- [EXERCISE]:
Please work out how many lines in the entries below include the string "TicketInvalidTransition", and reply with the number alone.
______
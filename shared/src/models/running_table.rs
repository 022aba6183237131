//! Running Table Model (open dine-in tab)

use serde::{Deserialize, Serialize};

/// Running table line, merged by `name`
#[derive(Debug, Clone, PartialEq, Serialize, Deserialize)]
#[serde(rename_all = "camelCase")]
pub struct TableLine {
    pub name: String,
    #[serde(default, skip_serializing_if = "Option::is_none")]
    pub name_local: Option<String>,
    pub price: f64,
    pub quantity: i32,
}

/// Open tab for a table (`runningTables/{table}`)
#[derive(Debug, Clone, PartialEq, Serialize, Deserialize)]
#[serde(rename_all = "camelCase")]
pub struct RunningTable {
    /// Table identifier, e.g. "5" or "5-2" for a split table
    pub table: String,
    pub items: Vec<TableLine>,
    pub ac_charge: f64,
    pub gst_amount: f64,
    pub total: f64,
    pub created_at: i64,
    #[serde(default, skip_serializing_if = "Option::is_none")]
    pub updated_at: Option<i64>,
}
//! Tenant settings
//!
//! `settings` 集合下的固定文档：
//!
//! | 文档 | 内容 |
//! |------|------|
//! | `userSettings` | 分类计数、本地打印、按项 AC 价、深色模式 |
//! | `hotelInfo` | 店名、GST、AC/非 AC 桌台范围与附加费 |
//! | `topItems` | 柜台热门商品列表 |
//! | `lastCouponClear` | 每日清理标记 |
//!
//! 文档不存在时返回默认值。

mod debounce;

pub use debounce::DebouncedWriter;

use futures::FutureExt;
use shared::error::{AppError, AppResult};
use shared::models::{HotelInfo, TopItems, UserSettings};
use std::sync::Arc;
use std::time::Duration;

use crate::store::{Collection, DocumentStore, DocumentStoreExt, TenantScope};
use crate::utils::money::{validate_price, validate_tax_percentage};
use crate::utils::validation::{
    MAX_NAME_LEN, MAX_NOTE_LEN, validate_optional_text, validate_required_text,
};

pub const USER_SETTINGS_DOC: &str = "userSettings";
pub const HOTEL_INFO_DOC: &str = "hotelInfo";
pub const TOP_ITEMS_DOC: &str = "topItems";
pub const CLEANUP_MARKER_DOC: &str = "lastCouponClear";

/// 柜台热门商品最多三个
pub const MAX_TOP_ITEMS: usize = 3;

/// Settings repository
#[derive(Clone)]
pub struct SettingsService {
    store: Arc<dyn DocumentStore>,
}

impl SettingsService {
    pub fn new(store: Arc<dyn DocumentStore>) -> Self {
        Self { store }
    }

    pub async fn user_settings(&self, scope: &TenantScope) -> AppResult<UserSettings> {
        Ok(self
            .store
            .get_as::<UserSettings>(scope, Collection::Settings, USER_SETTINGS_DOC)
            .await?
            .map(|r| r.data)
            .unwrap_or_default())
    }

    pub async fn save_user_settings(
        &self,
        scope: &TenantScope,
        settings: &UserSettings,
    ) -> AppResult<()> {
        self.store
            .set_as(scope, Collection::Settings, USER_SETTINGS_DOC, settings)
            .await?;
        tracing::debug!(tenant = %scope, ?settings, "User settings saved");
        Ok(())
    }

    /// Debounced writer for settings toggles
    ///
    /// 连续切换只落盘最后一次
    pub fn user_settings_writer(
        &self,
        scope: TenantScope,
        window: Duration,
    ) -> DebouncedWriter<UserSettings> {
        let service = self.clone();
        DebouncedWriter::new(window, move |settings: UserSettings| {
            let service = service.clone();
            let scope = scope.clone();
            async move { service.save_user_settings(&scope, &settings).await }.boxed()
        })
    }

    pub async fn hotel_info(&self, scope: &TenantScope) -> AppResult<HotelInfo> {
        Ok(self
            .store
            .get_as::<HotelInfo>(scope, Collection::Settings, HOTEL_INFO_DOC)
            .await?
            .map(|r| r.data)
            .unwrap_or_default())
    }

    pub async fn save_hotel_info(&self, scope: &TenantScope, info: &HotelInfo) -> AppResult<()> {
        validate_hotel_info(info)?;
        self.store
            .set_as(scope, Collection::Settings, HOTEL_INFO_DOC, info)
            .await
            .inspect_err(|e| tracing::error!(tenant = %scope, error = %e, "Failed to save hotel info"))?;
        tracing::info!(tenant = %scope, hotel = %info.hotel_name, "Hotel info saved");
        Ok(())
    }

    pub async fn top_items(&self, scope: &TenantScope) -> AppResult<TopItems> {
        Ok(self
            .store
            .get_as::<TopItems>(scope, Collection::Settings, TOP_ITEMS_DOC)
            .await?
            .map(|r| r.data)
            .unwrap_or_default())
    }

    /// Replace the top-item list (names trimmed, blanks and duplicates dropped)
    pub async fn save_top_items(&self, scope: &TenantScope, names: &[String]) -> AppResult<TopItems> {
        let mut items: Vec<String> = Vec::with_capacity(names.len());
        for name in names {
            let name = name.trim();
            if !name.is_empty() && !items.iter().any(|n| n == name) {
                items.push(name.to_string());
            }
        }
        if items.len() > MAX_TOP_ITEMS {
            return Err(AppError::validation(format!(
                "at most {MAX_TOP_ITEMS} top items, got {}",
                items.len()
            )));
        }
        let top = TopItems { items };
        self.store
            .set_as(scope, Collection::Settings, TOP_ITEMS_DOC, &top)
            .await?;
        Ok(top)
    }
}

fn validate_range(range: &str, field: &str) -> AppResult<()> {
    if range.trim().is_empty() {
        return Ok(());
    }
    let parsed = range
        .split_once('-')
        .and_then(|(a, b)| Some((a.trim().parse::<u32>().ok()?, b.trim().parse::<u32>().ok()?)));
    match parsed {
        Some((start, end)) if start <= end => Ok(()),
        _ => Err(AppError::validation(format!(
            "{field} must look like \"1-10\", got \"{range}\""
        ))),
    }
}

fn validate_hotel_info(info: &HotelInfo) -> AppResult<()> {
    validate_required_text(&info.hotel_name, "hotelName", MAX_NAME_LEN)?;
    validate_optional_text(&info.address, "address", MAX_NOTE_LEN)?;
    validate_optional_text(&info.gst_number, "gstNumber", MAX_NAME_LEN)?;
    validate_tax_percentage(info.gst_percentage)?;
    validate_price(info.ac_charge, "acCharge")?;
    validate_price(info.non_ac_charge, "nonAcCharge")?;
    validate_range(&info.ac_tables, "acTables")?;
    validate_range(&info.non_ac_tables, "nonAcTables")?;
    if info.greeting.len() > MAX_NOTE_LEN {
        return Err(AppError::validation("greeting is too long"));
    }
    Ok(())
}

#[cfg(test)]
mod tests {
    use super::*;
    use crate::store::MemoryStore;
    use shared::error::ErrorCode;

    fn service() -> SettingsService {
        SettingsService::new(Arc::new(MemoryStore::new()))
    }

    #[tokio::test]
    async fn test_defaults_when_missing() {
        let s = service();
        let t = TenantScope::new("t1");
        assert_eq!(s.user_settings(&t).await.unwrap(), UserSettings::default());
        assert!(s.top_items(&t).await.unwrap().items.is_empty());
        assert_eq!(s.hotel_info(&t).await.unwrap().gst_percentage, 0.0);
    }

    #[tokio::test]
    async fn test_hotel_info_validation() {
        let s = service();
        let t = TenantScope::new("t1");
        let mut info = HotelInfo {
            hotel_name: "Annapurna".into(),
            gst_percentage: 5.0,
            ac_tables: "1-10".into(),
            non_ac_tables: "11-20".into(),
            ..Default::default()
        };
        s.save_hotel_info(&t, &info).await.unwrap();

        info.ac_tables = "10-1".into();
        assert!(s.save_hotel_info(&t, &info).await.is_err());

        info.ac_tables = "1-10".into();
        info.gst_percentage = 140.0;
        let err = s.save_hotel_info(&t, &info).await.unwrap_err();
        assert_eq!(err.code, ErrorCode::InvalidTaxRate);
    }

    #[tokio::test]
    async fn test_top_items_dedup() {
        let s = service();
        let t = TenantScope::new("t1");
        let saved = s
            .save_top_items(&t, &["Tea".into(), " Tea ".into(), "".into(), "Samosa".into()])
            .await
            .unwrap();
        assert_eq!(saved.items, vec!["Tea".to_string(), "Samosa".to_string()]);
        assert_eq!(s.top_items(&t).await.unwrap(), saved);

        let too_many: Vec<String> = ["a", "b", "c", "d"].iter().map(|s| s.to_string()).collect();
        assert!(s.save_top_items(&t, &too_many).await.is_err());
    }
}
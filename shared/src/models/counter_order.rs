//! Counter Order Model (coupon-numbered takeaway orders)

use serde::{Deserialize, Serialize};
use std::fmt;

/// Counter order type
///
/// 历史数据里外卖类型同时存在 "Swiggy-Zomato" 和 "Swiggy/Zomato" 两种写法，
/// 反序列化都接受，写入统一为 "Swiggy/Zomato"
#[derive(Debug, Clone, Copy, PartialEq, Eq, Hash, Serialize, Deserialize)]
pub enum OrderType {
    Table,
    Parcel,
    #[serde(rename = "Swiggy/Zomato", alias = "Swiggy-Zomato")]
    SwiggyZomato,
}

impl OrderType {
    pub const ALL: [OrderType; 3] = [Self::Table, Self::Parcel, Self::SwiggyZomato];

    pub fn as_str(&self) -> &'static str {
        match self {
            Self::Table => "Table",
            Self::Parcel => "Parcel",
            Self::SwiggyZomato => "Swiggy/Zomato",
        }
    }

    /// Letter prefixed to the coupon id when tracking per order type
    pub fn prefix(&self) -> char {
        match self {
            Self::Table => 'T',
            Self::Parcel => 'P',
            Self::SwiggyZomato => 'S',
        }
    }

    /// Stable key fragment for per-type counter documents
    pub fn key(&self) -> &'static str {
        match self {
            Self::Table => "Table",
            Self::Parcel => "Parcel",
            Self::SwiggyZomato => "Swiggy-Zomato",
        }
    }
}

impl fmt::Display for OrderType {
    fn fmt(&self, f: &mut fmt::Formatter<'_>) -> fmt::Result {
        f.write_str(self.as_str())
    }
}

/// Payment method
#[derive(Debug, Clone, Copy, PartialEq, Eq, Hash, Serialize, Deserialize)]
pub enum PaymentMethod {
    Cash,
    Online,
}

/// Counter order line
#[derive(Debug, Clone, PartialEq, Serialize, Deserialize)]
#[serde(rename_all = "camelCase")]
pub struct LineItem {
    pub name: String,
    #[serde(default, skip_serializing_if = "Option::is_none")]
    pub name_local: Option<String>,
    pub price: f64,
    pub quantity: i32,
    /// price × quantity
    pub total: f64,
}

/// Running counter order (`counterOrder`)
///
/// 账单流水 (`counterbill`) 在创建时写入同样的 payload，之后只追加不修改
#[derive(Debug, Clone, PartialEq, Serialize, Deserialize)]
#[serde(rename_all = "camelCase")]
pub struct CounterOrder {
    /// Display id, e.g. "07" or "P07"
    pub coupon_id: String,
    pub items: Vec<LineItem>,
    pub sub_total: f64,
    pub order_type: OrderType,
    pub payment: PaymentMethod,
    /// Unix millis
    pub timestamp: i64,
}

/// Ledger entry written alongside every placed counter order
pub type LedgerEntry = CounterOrder;

/// Per-day coupon counter document (`counterMeta/couponTracker[-Type]`)
#[derive(Debug, Clone, PartialEq, Eq, Serialize, Deserialize)]
#[serde(rename_all = "camelCase")]
pub struct CouponCounter {
    pub last_number: u32,
    /// Business date, `YYYY-MM-DD`
    pub last_reset_date: String,
}
//! Live query subscription
//!
//! 监听存储的变更通知，相关集合发生写入时重新拉取完整快照。
//! 快照按存储序号单调递增交付，旧序号的快照直接丢弃。

use std::sync::Arc;
use tokio::sync::broadcast;
use tokio::sync::broadcast::error::RecvError;

use super::{ChangeNotice, Collection, DocumentStore, Query, Snapshot, StoreResult, TenantScope};

/// Snapshot stream for one tenant collection query
pub struct Subscription {
    store: Arc<dyn DocumentStore>,
    scope: TenantScope,
    collection: Collection,
    query: Query,
    rx: broadcast::Receiver<ChangeNotice>,
    last_sequence: Option<u64>,
    primed: bool,
}

impl Subscription {
    pub fn new(
        store: Arc<dyn DocumentStore>,
        scope: TenantScope,
        collection: Collection,
        query: Query,
    ) -> Self {
        // 先订阅再读首个快照，避免漏掉中间的写入
        let rx = store.changes();
        Self {
            store,
            scope,
            collection,
            query,
            rx,
            last_sequence: None,
            primed: false,
        }
    }

    pub fn scope(&self) -> &TenantScope {
        &self.scope
    }

    /// Next snapshot, `None` once the store is gone
    ///
    /// 第一次调用立即返回当前快照；之后等待相关写入。
    pub async fn next(&mut self) -> Option<StoreResult<Snapshot>> {
        if !self.primed {
            self.primed = true;
            let first = self.fetch().await;
            if let Ok(snapshot) = &first {
                self.last_sequence = Some(snapshot.sequence);
            }
            return Some(first);
        }

        loop {
            match self.rx.recv().await {
                Ok(notice) => {
                    if notice.scope != self.scope || notice.collection != self.collection {
                        continue;
                    }
                    if self
                        .last_sequence
                        .is_some_and(|last| notice.sequence <= last)
                    {
                        continue;
                    }
                }
                Err(RecvError::Lagged(skipped)) => {
                    tracing::debug!(
                        tenant = %self.scope,
                        collection = %self.collection,
                        skipped,
                        "Subscription lagged, refetching"
                    );
                }
                Err(RecvError::Closed) => return None,
            }

            match self.fetch().await {
                Ok(snapshot) => {
                    if self
                        .last_sequence
                        .is_some_and(|last| snapshot.sequence <= last)
                    {
                        // 并发拉取拿到的旧快照
                        continue;
                    }
                    self.last_sequence = Some(snapshot.sequence);
                    return Some(Ok(snapshot));
                }
                Err(e) => return Some(Err(e)),
            }
        }
    }

    async fn fetch(&self) -> StoreResult<Snapshot> {
        self.store
            .snapshot(&self.scope, self.collection, &self.query)
            .await
    }
}
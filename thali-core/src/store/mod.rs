//! Tenant-scoped document store
//!
//! 所有数据都在 `users/{tenant}/{collection}/{id}` 下，每次调用都必须带上
//! [`TenantScope`]，不存在跨租户读取。
//!
//! # 后端
//!
//! | Backend | 用途 |
//! |---------|------|
//! | [`MemoryStore`] | 测试、临时会话 |
//! | [`RedbStore`] | 本地持久化 (redb) |
//!
//! 托管文档库只需实现 [`DocumentStore`] 即可接入。

mod error;
mod memory;
mod query;
mod redb_store;
mod subscription;

pub use error::{StoreError, StoreResult};
pub use memory::MemoryStore;
pub use query::{Direction, Filter, FilterOp, Query};
pub use redb_store::RedbStore;
pub use subscription::Subscription;

use async_trait::async_trait;
use serde::Serialize;
use serde::de::DeserializeOwned;
use serde_json::Value;
use shared::error::AppResult;
use std::fmt;
use std::sync::Arc;
use tokio::sync::broadcast;

/// Tenant key (the auth provider's uid)
#[derive(Debug, Clone, PartialEq, Eq, Hash, PartialOrd, Ord)]
pub struct TenantScope(Arc<str>);

impl TenantScope {
    pub fn new(uid: impl AsRef<str>) -> Self {
        Self(Arc::from(uid.as_ref()))
    }

    pub fn as_str(&self) -> &str {
        &self.0
    }
}

impl fmt::Display for TenantScope {
    fn fmt(&self, f: &mut fmt::Formatter<'_>) -> fmt::Result {
        f.write_str(&self.0)
    }
}

/// Collections under a tenant
#[derive(Debug, Clone, Copy, PartialEq, Eq, Hash, PartialOrd, Ord)]
pub enum Collection {
    CounterItems,
    Menu,
    CounterMeta,
    CounterOrder,
    CounterBill,
    RunningTables,
    Bills,
    Orders,
    Settings,
    Profile,
}

impl Collection {
    pub fn as_str(&self) -> &'static str {
        match self {
            Self::CounterItems => "counterItems",
            Self::Menu => "menu",
            Self::CounterMeta => "counterMeta",
            Self::CounterOrder => "counterOrder",
            Self::CounterBill => "counterbill",
            Self::RunningTables => "runningTables",
            Self::Bills => "bills",
            Self::Orders => "orders",
            Self::Settings => "settings",
            Self::Profile => "profile",
        }
    }
}

impl fmt::Display for Collection {
    fn fmt(&self, f: &mut fmt::Formatter<'_>) -> fmt::Result {
        f.write_str(self.as_str())
    }
}

/// Raw JSON document
#[derive(Debug, Clone, PartialEq)]
pub struct Document {
    pub id: String,
    pub data: Value,
}

impl Document {
    pub fn decode<T: DeserializeOwned>(self) -> StoreResult<Record<T>> {
        Ok(Record {
            data: serde_json::from_value(self.data)?,
            id: self.id,
        })
    }
}

/// Typed document with its id
#[derive(Debug, Clone, PartialEq, Serialize)]
pub struct Record<T> {
    pub id: String,
    pub data: T,
}

/// Query result tagged with the store sequence it was read at
#[derive(Debug, Clone, PartialEq)]
pub struct Snapshot {
    pub sequence: u64,
    pub docs: Vec<Document>,
}

impl Snapshot {
    pub fn decode<T: DeserializeOwned>(self) -> StoreResult<Vec<Record<T>>> {
        self.docs.into_iter().map(Document::decode).collect()
    }
}

/// Emitted after every committed write
#[derive(Debug, Clone, PartialEq, Eq)]
pub struct ChangeNotice {
    pub scope: TenantScope,
    pub collection: Collection,
    pub id: String,
    pub sequence: u64,
}

/// Read-modify-write body for [`DocumentStore::transact`]
///
/// 收到当前文档（不存在为 `None`），返回要写入的新文档；返回错误则不写入。
/// 托管后端冲突时会重新调用，所以必须是纯函数。
pub type TransactFn = Arc<dyn Fn(Option<Value>) -> AppResult<Value> + Send + Sync>;

/// Document store contract
#[async_trait]
pub trait DocumentStore: Send + Sync {
    async fn get(
        &self,
        scope: &TenantScope,
        collection: Collection,
        id: &str,
    ) -> StoreResult<Option<Document>>;

    async fn list(
        &self,
        scope: &TenantScope,
        collection: Collection,
        query: &Query,
    ) -> StoreResult<Vec<Document>>;

    /// Insert with a generated id
    async fn add(&self, scope: &TenantScope, collection: Collection, data: Value)
    -> StoreResult<String>;

    /// Create or replace
    async fn set(
        &self,
        scope: &TenantScope,
        collection: Collection,
        id: &str,
        data: Value,
    ) -> StoreResult<()>;

    /// Merge top-level fields into an existing document
    async fn update(
        &self,
        scope: &TenantScope,
        collection: Collection,
        id: &str,
        patch: Value,
    ) -> StoreResult<()>;

    /// Idempotent: deleting a missing document succeeds
    async fn delete(&self, scope: &TenantScope, collection: Collection, id: &str)
    -> StoreResult<()>;

    /// Query plus the sequence it was read at
    async fn snapshot(
        &self,
        scope: &TenantScope,
        collection: Collection,
        query: &Query,
    ) -> StoreResult<Snapshot>;

    /// Change feed for subscriptions
    fn changes(&self) -> broadcast::Receiver<ChangeNotice>;

    /// Atomic single-document read-modify-write, returns the written document
    async fn transact(
        &self,
        scope: &TenantScope,
        collection: Collection,
        id: &str,
        body: TransactFn,
    ) -> StoreResult<Value>;
}

/// Typed helpers over [`DocumentStore`]
#[async_trait]
pub trait DocumentStoreExt: DocumentStore {
    async fn get_as<T>(
        &self,
        scope: &TenantScope,
        collection: Collection,
        id: &str,
    ) -> StoreResult<Option<Record<T>>>
    where
        T: DeserializeOwned + Send,
    {
        self.get(scope, collection, id)
            .await?
            .map(Document::decode)
            .transpose()
    }

    async fn list_as<T>(
        &self,
        scope: &TenantScope,
        collection: Collection,
        query: &Query,
    ) -> StoreResult<Vec<Record<T>>>
    where
        T: DeserializeOwned + Send,
    {
        self.list(scope, collection, query)
            .await?
            .into_iter()
            .map(Document::decode)
            .collect()
    }

    async fn add_as<T>(
        &self,
        scope: &TenantScope,
        collection: Collection,
        data: &T,
    ) -> StoreResult<String>
    where
        T: Serialize + Sync,
    {
        let value = serde_json::to_value(data)?;
        self.add(scope, collection, value).await
    }

    async fn set_as<T>(
        &self,
        scope: &TenantScope,
        collection: Collection,
        id: &str,
        data: &T,
    ) -> StoreResult<()>
    where
        T: Serialize + Sync,
    {
        let value = serde_json::to_value(data)?;
        self.set(scope, collection, id, value).await
    }
}

impl<S: DocumentStore + ?Sized> DocumentStoreExt for S {}

/// Shallow merge of `patch` into `target` (both objects)
pub(crate) fn merge_fields(target: &mut Value, patch: Value) {
    match (target.as_object_mut(), patch) {
        (Some(obj), Value::Object(fields)) => {
            for (k, v) in fields {
                obj.insert(k, v);
            }
        }
        (_, other) => *target = other,
    }
}
//! Kitchen ticket board
//!
//! 厨房单状态只能前进：进行中（无 `status` 字段）→ `prepared` → `served`。
//! 状态变更是单文档读-改-写，通过 [`DocumentStore::transact`] 完成，
//! 非法转换直接拒绝，不写入。
//!
//! [`DocumentStore::transact`]: crate::store::DocumentStore::transact

mod board;

pub use board::{KitchenBoard, TableTickets, active_snapshot, group_by_table, ready_snapshot};

use shared::error::{AppError, AppResult, ErrorCode};
use shared::models::TicketStatus;

/// Validate a status transition, returning the new status
pub fn transition(current: Option<TicketStatus>, target: TicketStatus) -> AppResult<TicketStatus> {
    match (current, target) {
        (None, TicketStatus::Prepared) => Ok(TicketStatus::Prepared),
        (Some(TicketStatus::Prepared), TicketStatus::Served) => Ok(TicketStatus::Served),
        (from, to) => Err(AppError::with_message(
            ErrorCode::TicketInvalidTransition,
            format!("cannot move ticket from {} to {:?}", status_name(from), to),
        )),
    }
}

fn status_name(status: Option<TicketStatus>) -> &'static str {
    match status {
        None => "active",
        Some(TicketStatus::Prepared) => "prepared",
        Some(TicketStatus::Served) => "served",
    }
}

#[cfg(test)]
mod tests {
    use super::*;

    #[test]
    fn test_forward_only() {
        assert_eq!(
            transition(None, TicketStatus::Prepared).unwrap(),
            TicketStatus::Prepared
        );
        assert_eq!(
            transition(Some(TicketStatus::Prepared), TicketStatus::Served).unwrap(),
            TicketStatus::Served
        );

        for (from, to) in [
            (None, TicketStatus::Served),
            (Some(TicketStatus::Prepared), TicketStatus::Prepared),
            (Some(TicketStatus::Served), TicketStatus::Prepared),
            (Some(TicketStatus::Served), TicketStatus::Served),
        ] {
            let err = transition(from, to).unwrap_err();
            assert_eq!(err.code, ErrorCode::TicketInvalidTransition);
        }
    }
}
//! Menu Item Model (table flow)

use serde::{Deserialize, Serialize};

/// Menu section
#[derive(Debug, Clone, Copy, PartialEq, Eq, Hash, Serialize, Deserialize)]
#[serde(rename_all = "lowercase")]
pub enum MenuType {
    Breakfast,
    Meal,
    Drink,
    #[serde(other)]
    Other,
}

fn default_true() -> bool {
    true
}

/// Menu item (菜单)
#[derive(Debug, Clone, PartialEq, Serialize, Deserialize)]
#[serde(rename_all = "camelCase")]
pub struct MenuItem {
    pub name: String,
    #[serde(default, skip_serializing_if = "Option::is_none")]
    pub name_local: Option<String>,
    pub price: f64,
    #[serde(default, skip_serializing_if = "Option::is_none")]
    pub ac_price: Option<f64>,
    #[serde(default, skip_serializing_if = "Option::is_none")]
    pub non_ac_price: Option<f64>,
    #[serde(rename = "type")]
    pub menu_type: MenuType,
    #[serde(default = "default_true")]
    pub availability: bool,
}

impl MenuItem {
    /// Unit price for a table order
    ///
    /// `ac_per_item` 开启时取 `acPrice`，否则取 `nonAcPrice`；缺省回落到 `price`
    pub fn unit_price(&self, ac_per_item: bool) -> f64 {
        let specific = if ac_per_item {
            self.ac_price
        } else {
            self.non_ac_price
        };
        match specific {
            Some(p) if p > 0.0 => p,
            _ => self.price,
        }
    }
}

#[cfg(test)]
mod tests {
    use super::*;

    fn item() -> MenuItem {
        MenuItem {
            name: "Thali".into(),
            name_local: None,
            price: 120.0,
            ac_price: Some(140.0),
            non_ac_price: None,
            menu_type: MenuType::Meal,
            availability: true,
        }
    }

    #[test]
    fn test_unit_price_selection() {
        let m = item();
        assert_eq!(m.unit_price(true), 140.0);
        assert_eq!(m.unit_price(false), 120.0);
    }

    #[test]
    fn test_unknown_type_is_other() {
        let m: MenuItem =
            serde_json::from_str(r#"{"name":"Pan","price":20,"type":"dessert"}"#).unwrap();
        assert_eq!(m.menu_type, MenuType::Other);
        assert!(m.availability);
    }
}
______
- [TASK RESULT]:
2